[[ DATA SUPPLIED open ]]
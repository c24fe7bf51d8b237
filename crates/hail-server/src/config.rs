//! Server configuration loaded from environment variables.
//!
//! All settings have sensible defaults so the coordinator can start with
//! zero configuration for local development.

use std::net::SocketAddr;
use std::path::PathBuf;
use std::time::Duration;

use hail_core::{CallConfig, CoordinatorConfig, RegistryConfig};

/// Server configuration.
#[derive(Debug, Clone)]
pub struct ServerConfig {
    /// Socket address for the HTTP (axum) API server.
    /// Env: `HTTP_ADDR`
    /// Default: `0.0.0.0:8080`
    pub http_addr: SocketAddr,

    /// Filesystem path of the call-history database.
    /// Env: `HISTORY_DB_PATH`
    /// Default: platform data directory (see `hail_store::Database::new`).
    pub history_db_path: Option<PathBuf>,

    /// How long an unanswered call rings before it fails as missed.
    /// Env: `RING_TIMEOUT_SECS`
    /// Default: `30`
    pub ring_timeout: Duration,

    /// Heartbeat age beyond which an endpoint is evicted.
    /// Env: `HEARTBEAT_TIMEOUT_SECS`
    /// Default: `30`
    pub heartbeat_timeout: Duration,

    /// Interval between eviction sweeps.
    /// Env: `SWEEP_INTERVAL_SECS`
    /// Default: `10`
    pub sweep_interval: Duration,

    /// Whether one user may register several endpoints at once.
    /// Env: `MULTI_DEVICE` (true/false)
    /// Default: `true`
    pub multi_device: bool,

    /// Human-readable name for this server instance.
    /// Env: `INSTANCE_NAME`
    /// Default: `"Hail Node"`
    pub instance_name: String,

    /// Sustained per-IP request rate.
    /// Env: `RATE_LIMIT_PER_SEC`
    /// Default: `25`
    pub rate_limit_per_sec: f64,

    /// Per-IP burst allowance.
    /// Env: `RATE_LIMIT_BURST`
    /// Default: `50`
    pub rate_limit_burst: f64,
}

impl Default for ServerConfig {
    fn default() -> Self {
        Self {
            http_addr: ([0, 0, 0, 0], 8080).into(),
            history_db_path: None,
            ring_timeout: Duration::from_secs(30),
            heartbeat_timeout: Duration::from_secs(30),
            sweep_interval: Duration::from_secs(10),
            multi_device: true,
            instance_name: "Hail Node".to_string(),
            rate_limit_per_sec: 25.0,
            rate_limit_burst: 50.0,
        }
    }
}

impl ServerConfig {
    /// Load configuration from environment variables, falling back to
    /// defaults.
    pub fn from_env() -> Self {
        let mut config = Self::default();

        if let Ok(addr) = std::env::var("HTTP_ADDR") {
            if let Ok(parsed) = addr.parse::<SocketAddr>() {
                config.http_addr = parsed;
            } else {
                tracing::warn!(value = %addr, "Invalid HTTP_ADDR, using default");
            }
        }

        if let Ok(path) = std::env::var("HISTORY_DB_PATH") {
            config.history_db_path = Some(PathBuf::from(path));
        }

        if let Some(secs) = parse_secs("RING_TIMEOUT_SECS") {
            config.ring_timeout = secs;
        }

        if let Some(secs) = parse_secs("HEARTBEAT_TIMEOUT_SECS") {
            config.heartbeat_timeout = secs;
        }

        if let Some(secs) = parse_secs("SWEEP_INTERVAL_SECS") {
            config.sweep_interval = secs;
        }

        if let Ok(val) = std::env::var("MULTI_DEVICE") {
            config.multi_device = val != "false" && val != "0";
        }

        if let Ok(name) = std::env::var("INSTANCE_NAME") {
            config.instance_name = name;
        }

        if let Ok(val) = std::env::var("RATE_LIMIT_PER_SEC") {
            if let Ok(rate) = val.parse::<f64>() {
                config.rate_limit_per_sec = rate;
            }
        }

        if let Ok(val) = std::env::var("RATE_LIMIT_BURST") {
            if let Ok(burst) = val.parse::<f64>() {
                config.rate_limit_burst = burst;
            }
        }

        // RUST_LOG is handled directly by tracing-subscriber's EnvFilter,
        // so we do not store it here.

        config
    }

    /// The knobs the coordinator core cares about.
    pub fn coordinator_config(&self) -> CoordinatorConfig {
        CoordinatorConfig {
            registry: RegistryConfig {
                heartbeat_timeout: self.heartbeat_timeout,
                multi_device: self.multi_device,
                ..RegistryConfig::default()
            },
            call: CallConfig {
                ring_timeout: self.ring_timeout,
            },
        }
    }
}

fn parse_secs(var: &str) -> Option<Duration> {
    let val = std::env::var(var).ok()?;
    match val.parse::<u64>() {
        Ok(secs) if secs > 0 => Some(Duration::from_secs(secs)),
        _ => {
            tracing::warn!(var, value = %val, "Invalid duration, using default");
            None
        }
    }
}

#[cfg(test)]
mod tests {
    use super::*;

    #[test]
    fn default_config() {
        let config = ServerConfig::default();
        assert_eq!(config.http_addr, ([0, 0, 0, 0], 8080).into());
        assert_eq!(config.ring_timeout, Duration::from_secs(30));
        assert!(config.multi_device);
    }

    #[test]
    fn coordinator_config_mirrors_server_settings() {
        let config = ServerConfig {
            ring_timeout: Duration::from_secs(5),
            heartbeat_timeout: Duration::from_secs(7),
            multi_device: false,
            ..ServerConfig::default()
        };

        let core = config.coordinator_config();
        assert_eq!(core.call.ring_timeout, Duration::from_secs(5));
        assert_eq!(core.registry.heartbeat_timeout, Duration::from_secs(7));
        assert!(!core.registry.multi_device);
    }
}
[[ DATA SUPPLIED closed ]]
[[ DATA SUPPLIED open ]]
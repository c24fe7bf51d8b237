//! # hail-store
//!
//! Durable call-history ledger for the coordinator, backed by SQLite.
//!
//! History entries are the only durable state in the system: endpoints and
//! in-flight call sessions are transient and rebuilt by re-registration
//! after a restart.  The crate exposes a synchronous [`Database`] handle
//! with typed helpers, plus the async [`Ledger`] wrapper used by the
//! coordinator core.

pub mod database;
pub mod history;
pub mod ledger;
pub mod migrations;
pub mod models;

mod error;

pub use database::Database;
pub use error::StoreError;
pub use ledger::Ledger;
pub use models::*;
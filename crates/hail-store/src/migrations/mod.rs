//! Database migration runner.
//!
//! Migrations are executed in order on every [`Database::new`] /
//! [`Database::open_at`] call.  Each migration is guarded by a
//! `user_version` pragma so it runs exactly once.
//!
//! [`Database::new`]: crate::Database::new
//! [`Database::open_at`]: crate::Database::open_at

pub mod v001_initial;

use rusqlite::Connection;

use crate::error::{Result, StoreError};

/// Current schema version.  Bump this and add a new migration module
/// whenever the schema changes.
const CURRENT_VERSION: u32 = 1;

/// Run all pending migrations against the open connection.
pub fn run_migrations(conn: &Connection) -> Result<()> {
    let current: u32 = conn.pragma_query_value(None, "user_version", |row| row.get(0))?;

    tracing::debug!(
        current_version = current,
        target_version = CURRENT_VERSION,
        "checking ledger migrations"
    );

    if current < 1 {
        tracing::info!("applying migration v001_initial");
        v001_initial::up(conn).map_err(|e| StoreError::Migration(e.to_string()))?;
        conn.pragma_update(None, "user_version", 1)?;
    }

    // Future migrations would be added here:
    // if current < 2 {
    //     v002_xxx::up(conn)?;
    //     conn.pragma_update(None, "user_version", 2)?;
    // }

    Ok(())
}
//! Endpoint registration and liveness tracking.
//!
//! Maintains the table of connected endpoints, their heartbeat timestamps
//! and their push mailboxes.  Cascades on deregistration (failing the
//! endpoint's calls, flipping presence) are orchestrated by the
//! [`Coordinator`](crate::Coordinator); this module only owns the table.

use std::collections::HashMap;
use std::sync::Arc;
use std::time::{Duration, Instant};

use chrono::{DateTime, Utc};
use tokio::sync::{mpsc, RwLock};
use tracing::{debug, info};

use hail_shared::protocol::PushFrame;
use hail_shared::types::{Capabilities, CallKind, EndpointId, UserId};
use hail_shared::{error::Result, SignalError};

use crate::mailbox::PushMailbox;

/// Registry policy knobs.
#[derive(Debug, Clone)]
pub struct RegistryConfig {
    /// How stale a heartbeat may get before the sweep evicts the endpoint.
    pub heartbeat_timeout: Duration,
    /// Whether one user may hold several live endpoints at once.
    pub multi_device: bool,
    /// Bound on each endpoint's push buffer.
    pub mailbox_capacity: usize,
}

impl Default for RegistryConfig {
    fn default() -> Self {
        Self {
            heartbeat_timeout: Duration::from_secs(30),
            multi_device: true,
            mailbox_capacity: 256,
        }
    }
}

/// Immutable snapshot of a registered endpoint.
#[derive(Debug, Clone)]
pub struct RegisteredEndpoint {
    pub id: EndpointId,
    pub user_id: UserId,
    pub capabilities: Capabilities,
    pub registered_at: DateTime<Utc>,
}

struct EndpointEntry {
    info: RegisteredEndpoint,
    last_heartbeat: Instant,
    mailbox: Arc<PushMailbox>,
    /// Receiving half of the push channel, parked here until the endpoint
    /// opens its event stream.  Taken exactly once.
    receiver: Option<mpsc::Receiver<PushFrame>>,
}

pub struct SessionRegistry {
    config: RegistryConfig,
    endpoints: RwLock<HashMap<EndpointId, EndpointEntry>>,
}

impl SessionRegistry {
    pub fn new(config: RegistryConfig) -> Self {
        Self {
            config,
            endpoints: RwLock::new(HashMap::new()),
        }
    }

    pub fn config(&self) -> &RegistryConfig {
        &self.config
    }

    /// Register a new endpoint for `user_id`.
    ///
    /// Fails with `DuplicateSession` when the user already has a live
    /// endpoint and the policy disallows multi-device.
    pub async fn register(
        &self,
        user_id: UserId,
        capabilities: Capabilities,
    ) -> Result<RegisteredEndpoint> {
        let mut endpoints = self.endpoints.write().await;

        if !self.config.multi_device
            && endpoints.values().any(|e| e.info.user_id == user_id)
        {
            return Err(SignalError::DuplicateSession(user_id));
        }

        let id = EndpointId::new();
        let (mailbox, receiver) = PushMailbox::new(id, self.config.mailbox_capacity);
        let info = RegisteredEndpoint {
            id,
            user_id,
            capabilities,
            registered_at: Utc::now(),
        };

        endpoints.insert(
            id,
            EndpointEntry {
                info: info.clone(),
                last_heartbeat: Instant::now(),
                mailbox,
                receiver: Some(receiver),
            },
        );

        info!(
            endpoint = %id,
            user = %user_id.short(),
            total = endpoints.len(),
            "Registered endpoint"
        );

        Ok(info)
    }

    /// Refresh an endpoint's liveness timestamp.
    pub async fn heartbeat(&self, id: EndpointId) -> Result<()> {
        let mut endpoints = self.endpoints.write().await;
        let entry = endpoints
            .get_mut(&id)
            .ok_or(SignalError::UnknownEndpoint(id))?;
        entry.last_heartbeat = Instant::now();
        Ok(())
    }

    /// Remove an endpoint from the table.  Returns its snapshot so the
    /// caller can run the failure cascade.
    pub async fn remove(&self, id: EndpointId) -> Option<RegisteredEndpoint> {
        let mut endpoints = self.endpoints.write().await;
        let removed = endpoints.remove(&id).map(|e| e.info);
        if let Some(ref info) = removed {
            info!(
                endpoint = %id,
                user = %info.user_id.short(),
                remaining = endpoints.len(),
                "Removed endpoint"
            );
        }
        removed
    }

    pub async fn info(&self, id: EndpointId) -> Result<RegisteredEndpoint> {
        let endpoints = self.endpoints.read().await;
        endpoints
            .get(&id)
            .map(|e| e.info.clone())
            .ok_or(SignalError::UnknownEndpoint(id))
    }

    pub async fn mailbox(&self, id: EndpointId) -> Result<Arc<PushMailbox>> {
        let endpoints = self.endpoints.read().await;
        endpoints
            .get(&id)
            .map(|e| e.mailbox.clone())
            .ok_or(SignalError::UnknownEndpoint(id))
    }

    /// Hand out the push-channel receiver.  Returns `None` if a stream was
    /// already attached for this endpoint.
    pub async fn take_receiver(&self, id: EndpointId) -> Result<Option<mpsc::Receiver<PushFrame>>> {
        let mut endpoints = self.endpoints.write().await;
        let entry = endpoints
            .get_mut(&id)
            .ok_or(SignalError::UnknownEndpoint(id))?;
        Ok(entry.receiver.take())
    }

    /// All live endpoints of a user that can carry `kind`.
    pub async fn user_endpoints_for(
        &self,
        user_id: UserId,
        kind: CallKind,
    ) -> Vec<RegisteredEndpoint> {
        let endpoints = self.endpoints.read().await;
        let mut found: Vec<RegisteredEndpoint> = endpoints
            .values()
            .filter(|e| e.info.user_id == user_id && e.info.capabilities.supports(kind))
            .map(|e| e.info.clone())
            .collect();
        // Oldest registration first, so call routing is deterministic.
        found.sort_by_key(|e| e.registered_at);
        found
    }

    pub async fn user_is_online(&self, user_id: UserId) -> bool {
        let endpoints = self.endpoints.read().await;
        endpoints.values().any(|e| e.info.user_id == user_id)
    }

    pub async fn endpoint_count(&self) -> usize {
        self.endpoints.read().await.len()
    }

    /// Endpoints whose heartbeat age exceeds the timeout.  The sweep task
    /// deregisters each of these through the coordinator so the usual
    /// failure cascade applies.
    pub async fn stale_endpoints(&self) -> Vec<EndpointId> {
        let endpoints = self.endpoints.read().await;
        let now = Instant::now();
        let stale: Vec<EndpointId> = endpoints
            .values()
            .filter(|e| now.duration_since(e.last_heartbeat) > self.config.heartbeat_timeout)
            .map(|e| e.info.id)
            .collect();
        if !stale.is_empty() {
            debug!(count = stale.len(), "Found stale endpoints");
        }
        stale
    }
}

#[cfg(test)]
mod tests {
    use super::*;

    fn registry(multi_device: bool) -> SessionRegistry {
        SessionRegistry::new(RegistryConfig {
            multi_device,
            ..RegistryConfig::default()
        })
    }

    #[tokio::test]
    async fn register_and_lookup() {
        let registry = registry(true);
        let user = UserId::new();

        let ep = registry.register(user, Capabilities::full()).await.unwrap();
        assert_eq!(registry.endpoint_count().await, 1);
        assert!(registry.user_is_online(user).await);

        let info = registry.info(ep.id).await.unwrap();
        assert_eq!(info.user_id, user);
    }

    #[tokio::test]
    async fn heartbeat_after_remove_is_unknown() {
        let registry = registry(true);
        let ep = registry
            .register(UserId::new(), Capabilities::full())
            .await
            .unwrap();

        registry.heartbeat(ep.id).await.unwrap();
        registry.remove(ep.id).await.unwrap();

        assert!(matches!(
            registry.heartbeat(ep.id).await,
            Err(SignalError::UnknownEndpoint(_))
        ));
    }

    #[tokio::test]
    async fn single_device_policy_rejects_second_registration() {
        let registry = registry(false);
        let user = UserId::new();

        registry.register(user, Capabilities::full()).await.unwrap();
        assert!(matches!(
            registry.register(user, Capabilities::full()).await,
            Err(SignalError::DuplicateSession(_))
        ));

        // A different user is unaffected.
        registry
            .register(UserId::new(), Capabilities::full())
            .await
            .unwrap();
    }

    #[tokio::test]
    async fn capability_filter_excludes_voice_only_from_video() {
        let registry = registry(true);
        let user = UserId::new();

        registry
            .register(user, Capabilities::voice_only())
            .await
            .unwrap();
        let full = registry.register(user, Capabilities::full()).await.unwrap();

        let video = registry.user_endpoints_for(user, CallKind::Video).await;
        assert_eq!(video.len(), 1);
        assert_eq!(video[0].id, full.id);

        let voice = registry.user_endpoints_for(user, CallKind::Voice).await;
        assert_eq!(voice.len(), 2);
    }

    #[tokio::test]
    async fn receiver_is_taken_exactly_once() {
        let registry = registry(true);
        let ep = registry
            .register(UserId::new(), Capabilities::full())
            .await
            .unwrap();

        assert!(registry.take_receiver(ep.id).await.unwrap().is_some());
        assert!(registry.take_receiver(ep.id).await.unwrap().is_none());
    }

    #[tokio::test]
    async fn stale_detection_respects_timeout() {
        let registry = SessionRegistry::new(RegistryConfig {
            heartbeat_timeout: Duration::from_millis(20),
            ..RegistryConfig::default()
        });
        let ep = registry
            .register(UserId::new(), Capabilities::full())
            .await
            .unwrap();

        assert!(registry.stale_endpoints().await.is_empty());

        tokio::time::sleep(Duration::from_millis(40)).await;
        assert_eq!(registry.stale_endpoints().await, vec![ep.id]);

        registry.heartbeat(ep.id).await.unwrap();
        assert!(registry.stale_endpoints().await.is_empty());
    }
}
[[ DATA SUPPLIED closed ]]
[[ DATA SUPPLIED open ]]
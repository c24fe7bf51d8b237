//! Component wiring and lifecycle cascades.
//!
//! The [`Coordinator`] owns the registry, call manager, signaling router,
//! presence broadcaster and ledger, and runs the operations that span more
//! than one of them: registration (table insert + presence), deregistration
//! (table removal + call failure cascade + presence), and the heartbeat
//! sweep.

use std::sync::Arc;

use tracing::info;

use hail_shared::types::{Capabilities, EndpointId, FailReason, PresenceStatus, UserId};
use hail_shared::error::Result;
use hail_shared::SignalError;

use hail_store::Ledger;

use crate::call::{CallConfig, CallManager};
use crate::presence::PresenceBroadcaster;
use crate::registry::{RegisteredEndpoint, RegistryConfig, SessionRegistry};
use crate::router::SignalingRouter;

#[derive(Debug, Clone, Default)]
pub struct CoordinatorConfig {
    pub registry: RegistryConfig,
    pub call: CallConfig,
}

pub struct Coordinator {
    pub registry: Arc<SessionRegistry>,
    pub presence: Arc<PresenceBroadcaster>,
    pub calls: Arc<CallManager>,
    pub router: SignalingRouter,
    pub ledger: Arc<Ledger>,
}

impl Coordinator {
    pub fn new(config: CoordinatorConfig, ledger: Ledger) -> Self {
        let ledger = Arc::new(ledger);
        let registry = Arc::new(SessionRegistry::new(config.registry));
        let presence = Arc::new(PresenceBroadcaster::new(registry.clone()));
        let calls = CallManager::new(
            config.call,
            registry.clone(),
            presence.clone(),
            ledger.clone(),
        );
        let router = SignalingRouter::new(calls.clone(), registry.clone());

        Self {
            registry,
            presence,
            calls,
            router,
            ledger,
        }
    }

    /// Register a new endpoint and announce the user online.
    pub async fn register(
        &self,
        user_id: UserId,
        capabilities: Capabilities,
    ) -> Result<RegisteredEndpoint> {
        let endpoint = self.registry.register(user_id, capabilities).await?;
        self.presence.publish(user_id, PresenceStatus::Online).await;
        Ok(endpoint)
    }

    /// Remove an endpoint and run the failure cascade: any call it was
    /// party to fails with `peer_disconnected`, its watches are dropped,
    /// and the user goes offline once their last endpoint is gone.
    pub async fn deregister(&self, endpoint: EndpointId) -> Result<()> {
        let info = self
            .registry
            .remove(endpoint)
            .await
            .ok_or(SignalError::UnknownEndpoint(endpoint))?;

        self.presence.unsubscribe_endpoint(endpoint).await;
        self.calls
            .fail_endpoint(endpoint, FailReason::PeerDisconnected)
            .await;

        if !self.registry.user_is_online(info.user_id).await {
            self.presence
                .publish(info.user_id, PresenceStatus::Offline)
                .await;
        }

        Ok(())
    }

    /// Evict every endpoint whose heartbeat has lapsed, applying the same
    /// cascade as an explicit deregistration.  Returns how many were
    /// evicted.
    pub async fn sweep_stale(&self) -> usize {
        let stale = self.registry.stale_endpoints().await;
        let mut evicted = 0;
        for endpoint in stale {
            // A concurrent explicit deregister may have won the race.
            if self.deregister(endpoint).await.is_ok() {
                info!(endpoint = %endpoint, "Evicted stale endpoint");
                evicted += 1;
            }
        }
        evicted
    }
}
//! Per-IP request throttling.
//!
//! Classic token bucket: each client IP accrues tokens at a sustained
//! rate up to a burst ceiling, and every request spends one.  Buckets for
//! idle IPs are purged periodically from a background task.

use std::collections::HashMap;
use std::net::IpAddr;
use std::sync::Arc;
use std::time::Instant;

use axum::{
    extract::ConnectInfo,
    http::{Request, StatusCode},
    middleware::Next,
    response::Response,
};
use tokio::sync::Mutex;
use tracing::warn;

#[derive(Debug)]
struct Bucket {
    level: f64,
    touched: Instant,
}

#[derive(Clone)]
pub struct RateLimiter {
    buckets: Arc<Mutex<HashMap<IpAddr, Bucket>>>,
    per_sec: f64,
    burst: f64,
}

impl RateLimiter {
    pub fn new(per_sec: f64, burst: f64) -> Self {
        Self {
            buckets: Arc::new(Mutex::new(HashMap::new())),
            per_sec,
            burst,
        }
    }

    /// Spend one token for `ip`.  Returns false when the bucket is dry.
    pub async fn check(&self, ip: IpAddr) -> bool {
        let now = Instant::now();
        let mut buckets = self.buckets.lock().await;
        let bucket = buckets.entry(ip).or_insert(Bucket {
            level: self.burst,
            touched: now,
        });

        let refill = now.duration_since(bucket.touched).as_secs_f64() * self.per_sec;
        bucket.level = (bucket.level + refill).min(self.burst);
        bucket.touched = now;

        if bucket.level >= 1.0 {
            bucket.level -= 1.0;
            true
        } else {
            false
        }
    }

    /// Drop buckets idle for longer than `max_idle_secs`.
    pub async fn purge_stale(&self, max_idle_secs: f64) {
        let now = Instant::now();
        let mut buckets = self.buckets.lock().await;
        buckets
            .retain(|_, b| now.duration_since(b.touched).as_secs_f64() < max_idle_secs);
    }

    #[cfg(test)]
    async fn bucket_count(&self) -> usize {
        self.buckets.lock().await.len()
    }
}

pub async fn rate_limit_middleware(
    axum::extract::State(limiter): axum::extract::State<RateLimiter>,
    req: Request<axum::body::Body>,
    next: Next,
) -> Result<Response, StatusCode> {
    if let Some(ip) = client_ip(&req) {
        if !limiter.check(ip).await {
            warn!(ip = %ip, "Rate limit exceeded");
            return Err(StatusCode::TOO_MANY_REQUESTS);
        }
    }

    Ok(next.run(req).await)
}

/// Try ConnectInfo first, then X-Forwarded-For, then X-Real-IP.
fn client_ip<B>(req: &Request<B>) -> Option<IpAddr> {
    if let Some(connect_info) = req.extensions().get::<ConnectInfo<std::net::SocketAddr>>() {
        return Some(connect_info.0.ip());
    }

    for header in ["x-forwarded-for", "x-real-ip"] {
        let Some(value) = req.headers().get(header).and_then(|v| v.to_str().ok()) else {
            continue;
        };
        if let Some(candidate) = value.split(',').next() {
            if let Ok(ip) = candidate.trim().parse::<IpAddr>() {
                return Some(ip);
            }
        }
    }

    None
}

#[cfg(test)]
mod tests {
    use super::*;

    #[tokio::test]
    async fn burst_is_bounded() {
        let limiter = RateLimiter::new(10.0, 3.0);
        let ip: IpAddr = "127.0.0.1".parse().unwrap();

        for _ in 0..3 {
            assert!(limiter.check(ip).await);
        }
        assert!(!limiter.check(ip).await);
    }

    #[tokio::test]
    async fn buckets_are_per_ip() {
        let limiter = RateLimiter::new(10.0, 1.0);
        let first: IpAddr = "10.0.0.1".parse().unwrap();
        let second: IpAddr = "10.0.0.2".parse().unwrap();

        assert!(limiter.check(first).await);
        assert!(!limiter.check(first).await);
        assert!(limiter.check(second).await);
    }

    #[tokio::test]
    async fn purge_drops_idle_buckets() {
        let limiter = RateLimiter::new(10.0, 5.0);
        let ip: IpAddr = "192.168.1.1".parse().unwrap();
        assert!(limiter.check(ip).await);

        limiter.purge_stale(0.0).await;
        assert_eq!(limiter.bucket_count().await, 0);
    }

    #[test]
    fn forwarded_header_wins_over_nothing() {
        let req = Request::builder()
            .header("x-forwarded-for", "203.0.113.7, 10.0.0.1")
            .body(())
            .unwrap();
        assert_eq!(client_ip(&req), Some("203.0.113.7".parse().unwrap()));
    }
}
[[ DATA SUPPLIED closed ]]
**ACTION ITEM:**
Write out each line of the data that holds the string "here".

**ANSWER BELOW:**
        // so we do not store it here.
    // Future migrations would be added here:
    /// Receiving half of the push channel, parked here until the endpoint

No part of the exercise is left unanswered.